Requirement: Search the entries for the word "Result". Copy every line where it turns up.

Data records:
=== Begin Enclosure ===

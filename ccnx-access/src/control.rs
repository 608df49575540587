//! Capability queries from the media host.

/// Queries a host may send. The integer codes used over the C ABI are this crate's own
/// numbering, listed in `from_code`; a plugin shim maps its host's queries onto them.
#[derive(Debug, Clone, Copy, PartialEq, Eq)]
pub enum ControlQuery {
    CanSeek,
    CanFastSeek,
    CanPause,
    CanControlPace,
    GetPtsDelay,
    SetPauseState(bool),
    GetTitleInfo,
    GetMeta,
    GetContentType,
    SetTitle,
    SetSeekpoint,
    SetPrivateIdState,
    SetPrivateIdCa,
    GetPrivateIdState,
    /// Query code this core does not know.
    Other(i32),
}

impl ControlQuery {
    /// Decode a C ABI query code (0..=13, see the match below). `arg` is the boolean
    /// argument of set-pause. Codes outside the table become `Other`.
    pub fn from_code(code: i32, arg: bool) -> Self {
        match code {
            0 => ControlQuery::CanSeek,
            1 => ControlQuery::CanFastSeek,
            2 => ControlQuery::CanPause,
            3 => ControlQuery::CanControlPace,
            4 => ControlQuery::GetPtsDelay,
            5 => ControlQuery::GetTitleInfo,
            6 => ControlQuery::GetMeta,
            7 => ControlQuery::GetContentType,
            8 => ControlQuery::SetPauseState(arg),
            9 => ControlQuery::SetTitle,
            10 => ControlQuery::SetSeekpoint,
            11 => ControlQuery::SetPrivateIdState,
            12 => ControlQuery::SetPrivateIdCa,
            13 => ControlQuery::GetPrivateIdState,
            other => ControlQuery::Other(other),
        }
    }
}

/// Answer to a supported query.
#[derive(Debug, Clone, Copy, PartialEq, Eq)]
pub enum ControlAnswer {
    Bool(bool),
    /// Playback latency in microseconds.
    Delay(i64),
    /// Command accepted, nothing to report.
    Done,
}

#[derive(Debug, thiserror::Error, PartialEq, Eq)]
pub enum ControlError {
    #[error("query not supported: {0:?}")]
    Unsupported(ControlQuery),
}

/// Settings the answers depend on; read once at open.
#[derive(Debug, Clone, Copy, PartialEq, Eq)]
pub struct Capabilities {
    pub seekable: bool,
    pub network_caching_ms: u64,
}

/// Answer a query from the session's capabilities.
pub fn answer(caps: &Capabilities, query: ControlQuery) -> Result<ControlAnswer, ControlError> {
    match query {
        ControlQuery::CanSeek | ControlQuery::CanFastSeek => Ok(ControlAnswer::Bool(caps.seekable)),
        ControlQuery::CanPause | ControlQuery::CanControlPace => Ok(ControlAnswer::Bool(true)),
        ControlQuery::GetPtsDelay => {
            let ms = i64::try_from(caps.network_caching_ms).unwrap_or(i64::MAX);
            Ok(ControlAnswer::Delay(ms.saturating_mul(1000)))
        }
        ControlQuery::SetPauseState(_) => Ok(ControlAnswer::Done),
        ControlQuery::Other(code) => {
            log::warn!("unimplemented control query {}", code);
            Err(ControlError::Unsupported(query))
        }
        _ => Err(ControlError::Unsupported(query)),
    }
}
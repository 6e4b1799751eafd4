//! Validation utilities.

use crate::{FieldError, MotoError};
use validator::{Validate, ValidationErrors};

/// Extension trait for validation.
pub trait ValidateExt: Validate {
    /// Validates the struct and returns a `MotoError` on failure.
    fn validate_request(&self) -> Result<(), MotoError> {
        self.validate().map_err(validation_errors_to_moto_error)
    }
}

impl<T: Validate> ValidateExt for T {}

/// Converts `validator::ValidationErrors` to a `MotoError`.
#[must_use]
pub fn validation_errors_to_moto_error(errors: ValidationErrors) -> MotoError {
    let field_errors: Vec<FieldError> = errors
        .field_errors()
        .iter()
        .flat_map(|(field, errors)| {
            errors.iter().map(move |error| FieldError {
                field: (*field).to_string(),
                message: error
                    .message
                    .as_ref()
                    .map_or_else(|| error.code.to_string(), |m| m.to_string()),
                code: error.code.to_string(),
            })
        })
        .collect();

    let message = field_errors
        .iter()
        .map(|e| format!("{}: {}", e.field, e.message))
        .collect::<Vec<_>>()
        .join("; ");

    MotoError::validation_with_fields(message, field_errors)
}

=== End Enclosure ===

Exercise response:
pub fn answer(caps: &Capabilities, query: ControlQuery) -> Result<ControlAnswer, ControlError> {
    fn validate_request(&self) -> Result<(), MotoError> {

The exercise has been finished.